The general implementation of the policy will take place, taking into account the number of stages. It is important to create an organizational system and a coordination procedure that allows understanding the essence of disaster risk and ensuring its reduction through interaction within civil society. Funds are needed for disaster risk reduction by all stakeholders, including households, the private and public sectors. The provision of up-to-date data on threats and vulnerabilities takes place, as well as full access of the population to this information and to plans to ensure the resilience of the city. In addition, it is important to invest in critical infrastructure that helps reduce risk and to assess the safety of educational and medical institutions and carry out their reconstruction if necessary. It is necessary to implement and enforce realistic building codes and spatial planning principles that take existing risk factors into account. First of all, the needs of the affected population should be taken into account when implementing recovery measures after any natural disasters.

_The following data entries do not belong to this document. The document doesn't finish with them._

//! Connection pool settings and metrics.

use crate::config::DatabaseSettings;
use serde::Serialize;
use std::sync::atomic::{AtomicU32, Ordering};
use std::time::Duration;

/// Settings applied to each per-credential pool.
#[derive(Debug, Clone)]
pub struct PoolConfig {
    pub max_size: u32,
    pub connection_timeout: Duration,
    pub query_timeout: Duration,
    pub recycle_timeout: Duration,
}

impl Default for PoolConfig {
    fn default() -> Self {
        Self {
            max_size: 10,
            connection_timeout: Duration::from_secs(10),
            query_timeout: Duration::from_secs(30),
            recycle_timeout: Duration::from_secs(5),
        }
    }
}

impl From<&DatabaseSettings> for PoolConfig {
    fn from(settings: &DatabaseSettings) -> Self {
        Self {
            max_size: settings.pool_size,
            connection_timeout: settings.connect_timeout,
            query_timeout: settings.query_timeout,
            ..Default::default()
        }
    }
}

/// Pool metrics for monitoring.
#[derive(Debug, Default)]
pub struct PoolMetrics {
    pub pools_created: AtomicU32,
    pub pools_evicted: AtomicU32,
    pub connection_errors: AtomicU32,
    pub plans_requested: AtomicU32,
    pub queries_executed: AtomicU32,
    pub query_errors: AtomicU32,
}

impl PoolMetrics {
    pub fn new() -> Self {
        Self::default()
    }

    pub fn record_pool_created(&self) {
        self.pools_created.fetch_add(1, Ordering::Relaxed);
    }

    pub fn record_pool_evicted(&self) {
        self.pools_evicted.fetch_add(1, Ordering::Relaxed);
    }

    pub fn record_connection_error(&self) {
        self.connection_errors.fetch_add(1, Ordering::Relaxed);
    }

    pub fn record_plan_requested(&self) {
        self.plans_requested.fetch_add(1, Ordering::Relaxed);
    }

    pub fn record_query_executed(&self) {
        self.queries_executed.fetch_add(1, Ordering::Relaxed);
    }

    pub fn record_query_error(&self) {
        self.query_errors.fetch_add(1, Ordering::Relaxed);
    }

    pub fn snapshot(&self) -> PoolMetricsSnapshot {
        PoolMetricsSnapshot {
            pools_created: self.pools_created.load(Ordering::Relaxed),
            pools_evicted: self.pools_evicted.load(Ordering::Relaxed),
            connection_errors: self.connection_errors.load(Ordering::Relaxed),
            plans_requested: self.plans_requested.load(Ordering::Relaxed),
            queries_executed: self.queries_executed.load(Ordering::Relaxed),
            query_errors: self.query_errors.load(Ordering::Relaxed),
        }
    }
}

/// Snapshot of pool metrics.
#[derive(Debug, Clone, Serialize)]
pub struct PoolMetricsSnapshot {
    pub pools_created: u32,
    pub pools_evicted: u32,
    pub connection_errors: u32,
    pub plans_requested: u32,
    pub queries_executed: u32,
    pub query_errors: u32,
}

In conclusion, natural disasters and other emergency situations are uniquely dangerous for people with special medical needs, such as patients with end stage renal disease. Under the current policy, their heavy reliance on specific medical equipment is the issue that needs to managed by the healthcare facilities. However, it is a generalist approach that results in cost inefficiency, response ineffectiveness, and poor readiness. CBOs, as an alternative policy, can be highly specialized to aid the target population without putting a heavy burden on healthcare providers.
Access and functional needs communities. (n.d.). 2020, Web.
Disaster preparedness: A guide for chronic dialysis facilities. (n.d.). 2020, Web.
Gin, J. L., Kranke, D., Saia, R., & Dobalian, A. (2016). Disaster preparedness in homeless residential organizations in Los Angeles county: Identifying needs, assessing gaps. Natural Hazards Review, 17(1), 1-8.
Meyer, L., Vatcheva, K., Castellanos, S., & Reininger, B. (2015). Barriers to disaster preparedness among medical special needs populations. Frontiers in Public Health, 3, 1-8.
Veenema, T. G. (2019). Disaster nursing and emergency preparedness. Springer.
Wakui, T., Agree, E. M., Saito, T., & Kai, I. (2017). Disaster preparedness among older japanese adults with long-term care needs and their family caregivers. Disaster Medicine and Public Health Preparedness, 11(1), 31-38.